Lack of transparency on how governing structures function means that we do not have a clear picture of the methods the Eritrean government uses to track terrorists or maintain safeguards for its citizens. For a number of years, members of the police have refused to meet with security officials from western nations to discuss policy matters, although the U.S. government had informal contact with law enforcement counterparts in 2014.

The Government of Eritrea remained prone to labeling any persons who advocate change or political reform, or who appear to oppose the Eritrean President, as terrorists.

Legislation, Law Enforcement, and Border Security: Articles 259-264, 269-270, and 282 of the Eritrean Penal Code, grandfathered into present-day law from 1957, criminalize terrorist methods; measures of intimidation or terrorism; acts of conspiracy carried out by organized armed bands; offenses that make use of arms, means, or support from foreign organizations; use of bombs, dynamite, explosives, or other terrorist methods constituting a public danger; genocide; and war crimes against the civilian population. Other sections of Eritrean law could also be used to prosecute terrorism, including acts related to offenses against public safety; offenses against property; offenses against the state; offenses against the national interest; offenses against international interests; attacks on the independence of the state; impairment of the defensive power of the state; high treason; economic treason; collaboration; and provocation and preparation.

Entities including the Eritrean Defense Forces, National Security Agency (NSA), Police, Immigration and Customs authorities all potentially have counterterrorism responsibilities. There are special units of the NSA that monitor fundamentalism or extremism. Chain of command may work effectively within some security and law-enforcement elements, but there are rivalries and responsibilities that overlap between and among the various forces. Whether information sharing occurs depends on personal relationships between and among given unit commanders. Many soldiers, police officers and immigration and customs agents are young national service recruits or assignees, performing their jobs without adequate training.
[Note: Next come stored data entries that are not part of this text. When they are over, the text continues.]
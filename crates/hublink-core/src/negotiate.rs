//! Negotiation contract: the POST+JSON exchange that selects a transport
//! and hands out connection identifiers.
//!
//! The HTTP client itself is an external collaborator; this module fixes
//! its contract ([`NegotiateClient`]), the payload model, and the URL
//! arithmetic for the negotiate and start endpoints.

use async_trait::async_trait;
use serde::Deserialize;
use url::Url;

use crate::error::{ClientError, ClientResult};

/// A raw HTTP response from the negotiation endpoint.
#[derive(Debug, Clone)]
pub struct HttpResponse {
    /// HTTP status code.
    pub status_code: u16,
    /// Response body bytes.
    pub body: Vec<u8>,
}

/// HTTP client contract for the negotiation step: one POST with an empty
/// body, returning status and body verbatim.
///
/// Informational (1xx) responses are returned like any other status so the
/// negotiation driver can keep waiting for a terminal one.
#[async_trait]
pub trait NegotiateClient: Send + Sync {
    /// Issues `POST url` with an empty body and the given bearer token.
    async fn post(&self, url: &Url, access_token: Option<String>) -> ClientResult<HttpResponse>;
}

/// Transfer formats a transport endpoint supports.
#[derive(Debug, Clone, Copy, PartialEq, Eq, Deserialize)]
pub enum TransferFormat {
    /// UTF-8 text frames.
    Text,
    /// Binary frames.
    Binary,
}

/// One transport advertised by the negotiation response.
#[derive(Debug, Clone, Deserialize)]
#[serde(rename_all = "camelCase")]
pub struct AvailableTransport {
    /// Transport name, e.g. `"WebSockets"`.
    pub transport: String,
    /// Formats the endpoint accepts over this transport.
    pub transfer_formats: Vec<TransferFormat>,
}

impl AvailableTransport {
    /// The transport entry assumed when negotiation is skipped.
    pub fn websocket() -> Self {
        Self {
            transport: "WebSockets".into(),
            transfer_formats: vec![TransferFormat::Text, TransferFormat::Binary],
        }
    }
}

/// A negotiation payload asking the client to restart against another URL.
#[derive(Debug, Clone, Deserialize)]
#[serde(rename_all = "camelCase")]
pub struct Redirection {
    /// The URL to negotiate against instead.
    pub url: Url,
    /// Token overriding the configured access-token provider.
    pub access_token: Option<String>,
}

/// A terminal negotiation payload carrying connection identifiers and the
/// advertised transports.
#[derive(Debug, Clone, Deserialize)]
#[serde(rename_all = "camelCase")]
pub struct NegotiationResponse {
    /// Server-assigned connection ID.
    pub connection_id: String,
    /// Token identifying the connection on the wire, when the server
    /// distinguishes it from the ID.
    pub connection_token: Option<String>,
    /// Transports the server is willing to speak.
    #[serde(default)]
    pub available_transports: Vec<AvailableTransport>,
}

impl NegotiationResponse {
    /// The value for the start URL's `id` query parameter.
    pub fn start_id(&self) -> &str {
        self.connection_token.as_deref().unwrap_or(&self.connection_id)
    }
}

/// Either kind of 200-level negotiation payload.
#[derive(Debug, Clone)]
pub enum NegotiatePayload {
    /// Restart negotiation elsewhere.
    Redirection(Redirection),
    /// Proceed with transport selection.
    Negotiation(NegotiationResponse),
}

impl NegotiatePayload {
    /// Parses a negotiation response body.
    pub fn parse(body: &[u8]) -> ClientResult<Self> {
        let value: serde_json::Value = serde_json::from_slice(body)
            .map_err(|e| ClientError::InvalidNegotiationResponse(e.to_string()))?;

        let payload = if value.get("url").is_some() {
            Self::Redirection(
                serde_json::from_value(value)
                    .map_err(|e| ClientError::InvalidNegotiationResponse(e.to_string()))?,
            )
        } else {
            Self::Negotiation(
                serde_json::from_value(value)
                    .map_err(|e| ClientError::InvalidNegotiationResponse(e.to_string()))?,
            )
        };
        Ok(payload)
    }
}

/// Builds the negotiate endpoint for `base`:
/// `{base}/negotiate?negotiateVersion=1`, preserving any existing query.
pub fn negotiate_url(base: &Url) -> ClientResult<Url> {
    let mut url = base.clone();
    url.path_segments_mut()
        .map_err(|()| ClientError::InvalidOperation(format!("cannot negotiate against {base}")))?
        .pop_if_empty()
        .push("negotiate");
    url.query_pairs_mut().append_pair("negotiateVersion", "1");
    Ok(url)
}

/// Builds the transport start URL: `base` with `id={id}` appended when an
/// identifier is present.
pub fn start_url(base: &Url, id: Option<&str>) -> Url {
    let mut url = base.clone();
    if let Some(id) = id {
        url.query_pairs_mut().append_pair("id", id);
    }
    url
}

#[cfg(test)]
mod tests {
    use super::*;

    #[test]
    fn negotiate_url_appends_segment_and_version() {
        let base = Url::parse("https://example.com/chat").unwrap();
        let url = negotiate_url(&base).unwrap();
        assert_eq!(url.as_str(), "https://example.com/chat/negotiate?negotiateVersion=1");
    }

    #[test]
    fn negotiate_url_handles_trailing_slash_and_query() {
        let base = Url::parse("https://example.com/chat/?hub=echo").unwrap();
        let url = negotiate_url(&base).unwrap();
        assert_eq!(
            url.as_str(),
            "https://example.com/chat/negotiate?hub=echo&negotiateVersion=1"
        );
    }

    #[test]
    fn start_url_appends_id_when_present() {
        let base = Url::parse("https://example.com/chat?hub=echo").unwrap();
        let url = start_url(&base, Some("abc"));
        assert_eq!(url.as_str(), "https://example.com/chat?hub=echo&id=abc");

        let url = start_url(&base, None);
        assert_eq!(url.as_str(), "https://example.com/chat?hub=echo");
    }

    #[test]
    fn parses_negotiation_payload() {
        let body = br#"{
            "connectionId": "c1",
            "connectionToken": "t1",
            "availableTransports": [
                {"transport": "WebSockets", "transferFormats": ["Text", "Binary"]}
            ]
        }"#;

        let payload = NegotiatePayload::parse(body).unwrap();
        let NegotiatePayload::Negotiation(response) = payload else {
            panic!("expected a negotiation payload");
        };
        assert_eq!(response.connection_id, "c1");
        assert_eq!(response.start_id(), "t1");
        assert_eq!(response.available_transports.len(), 1);
        assert_eq!(response.available_transports[0].transport, "WebSockets");
        assert_eq!(
            response.available_transports[0].transfer_formats,
            vec![TransferFormat::Text, TransferFormat::Binary]
        );
    }

    #[test]
    fn start_id_falls_back_to_connection_id() {
        let body = br#"{"connectionId": "c1", "availableTransports": []}"#;
        let NegotiatePayload::Negotiation(response) = NegotiatePayload::parse(body).unwrap() else {
            panic!("expected a negotiation payload");
        };
        assert_eq!(response.start_id(), "c1");
    }

    #[test]
    fn parses_redirection_payload() {
        let body = br#"{"url": "https://other.example.com/chat", "accessToken": "tok"}"#;
        let NegotiatePayload::Redirection(redirect) = NegotiatePayload::parse(body).unwrap() else {
            panic!("expected a redirection payload");
        };
        assert_eq!(redirect.url.as_str(), "https://other.example.com/chat");
        assert_eq!(redirect.access_token.as_deref(), Some("tok"));
    }

    #[test]
    fn malformed_payload_is_an_invalid_negotiation_response() {
        let err = NegotiatePayload::parse(b"not json").unwrap_err();
        assert!(matches!(err, ClientError::InvalidNegotiationResponse(_)));

        let err = NegotiatePayload::parse(b"{\"connectionToken\": 3}").unwrap_err();
        assert!(matches!(err, ClientError::InvalidNegotiationResponse(_)));
    }
}
//! Transport contract: a duplex byte-message channel driven by the
//! connection layer.
//!
//! Concrete transports live in `hublink-transport`; this module only fixes
//! the surface the connection layer drives and the delegate surface it
//! expects events on.

use std::sync::{Arc, Weak};

use url::Url;

use crate::error::{ClientError, ClientResult};
use crate::negotiate::AvailableTransport;
use crate::options::HttpConnectionOptions;

/// Completion callback for a single outbound write.
///
/// Invoked exactly once with the write outcome. Transports may invoke it
/// from any task, including inline on an immediate failure; the connection
/// layer reschedules user-supplied completions onto the callback queue.
pub type SendCompletion = Box<dyn FnOnce(ClientResult<()>) + Send + 'static>;

/// Events a transport reports to its owner.
///
/// A transport fires `transport_did_close` at most once, after which no
/// further events are delivered.
pub trait TransportDelegate: Send + Sync {
    /// The transport finished its opening handshake and is ready to send.
    fn transport_did_open(&self);

    /// A complete inbound message arrived.
    fn transport_did_receive_data(&self, data: Vec<u8>);

    /// The transport is gone, either because `close` was called or because
    /// the peer or network failed it.
    fn transport_did_close(&self, error: Option<ClientError>);
}

/// A duplex byte-message channel (text or binary frames).
pub trait Transport: Send + Sync {
    /// Opens the transport against `url`. Outcome is reported through the
    /// delegate: `transport_did_open` on success, `transport_did_close`
    /// otherwise.
    fn start(self: Arc<Self>, url: Url, options: Arc<HttpConnectionOptions>);

    /// Queues one message for sending. `completion` observes the write
    /// result.
    fn send(&self, data: Vec<u8>, completion: SendCompletion);

    /// Asks the transport to shut down. Idempotent.
    fn close(&self);

    /// Whether the transport already produces periodic traffic on its own,
    /// making hub-level keep-alive pings redundant.
    fn inherent_keep_alive(&self) -> bool {
        false
    }

    /// Installs the delegate receiving transport events.
    fn set_delegate(&self, delegate: Weak<dyn TransportDelegate>);
}

/// Selects and constructs a transport from the negotiation outcome.
pub trait TransportFactory: Send + Sync {
    /// Picks a transport from the server's advertised list.
    fn create(&self, available: &[AvailableTransport]) -> ClientResult<Arc<dyn Transport>>;
}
The Government of Eritrea, justifying its behavior based on alleged threats from Ethiopia, continued to reject the need to prioritize adherence to international human rights standards, and instead based many of its law enforcement decisions and practices on statutes resembling martial law.

The Eritrean government closely monitors passenger manifests for any flights coming into Asmara, and scrutinizes travel documents of visitors, but does not collect biometric data. Government officials lack training and technology to recognize fraudulent documents. The Government of Eritrea does not share information gathered at ports of entry with the United States.

Countering the Financing of Terrorism: Eritrea is not a member of a Financial Action Task Force-style regional body. This gap prevents any overall assessment of the risks the country faces in regards to terrorist financing. Eritrea's general lack of transparency on banking, financial, and economic matters makes the gathering of definitive information difficult. On September 8, the Government of Eritrea issued Proclamation No. 175/2014 on "Anti-Money Laundering and Combating Financing of Terrorism," which criminalized terrorist financing. For further information on money laundering and financial crimes, see the 2014 International Narcotics Control Strategy Report (INCSR), Volume 2, Money Laundering and Financial Crimes: http://www.state.gov/j/inl/rls/nrcrpt/index.htm.

Regional and International Cooperation: Eritrea is a member of the AU, and would like to reactivate its membership in the Intergovernmental Authority (IGAD); however, Eritrea's return to IGAD is opposed by both Ethiopia and Djibouti, both of whom have had military conflicts and have unresolved border disputes with Eritrea.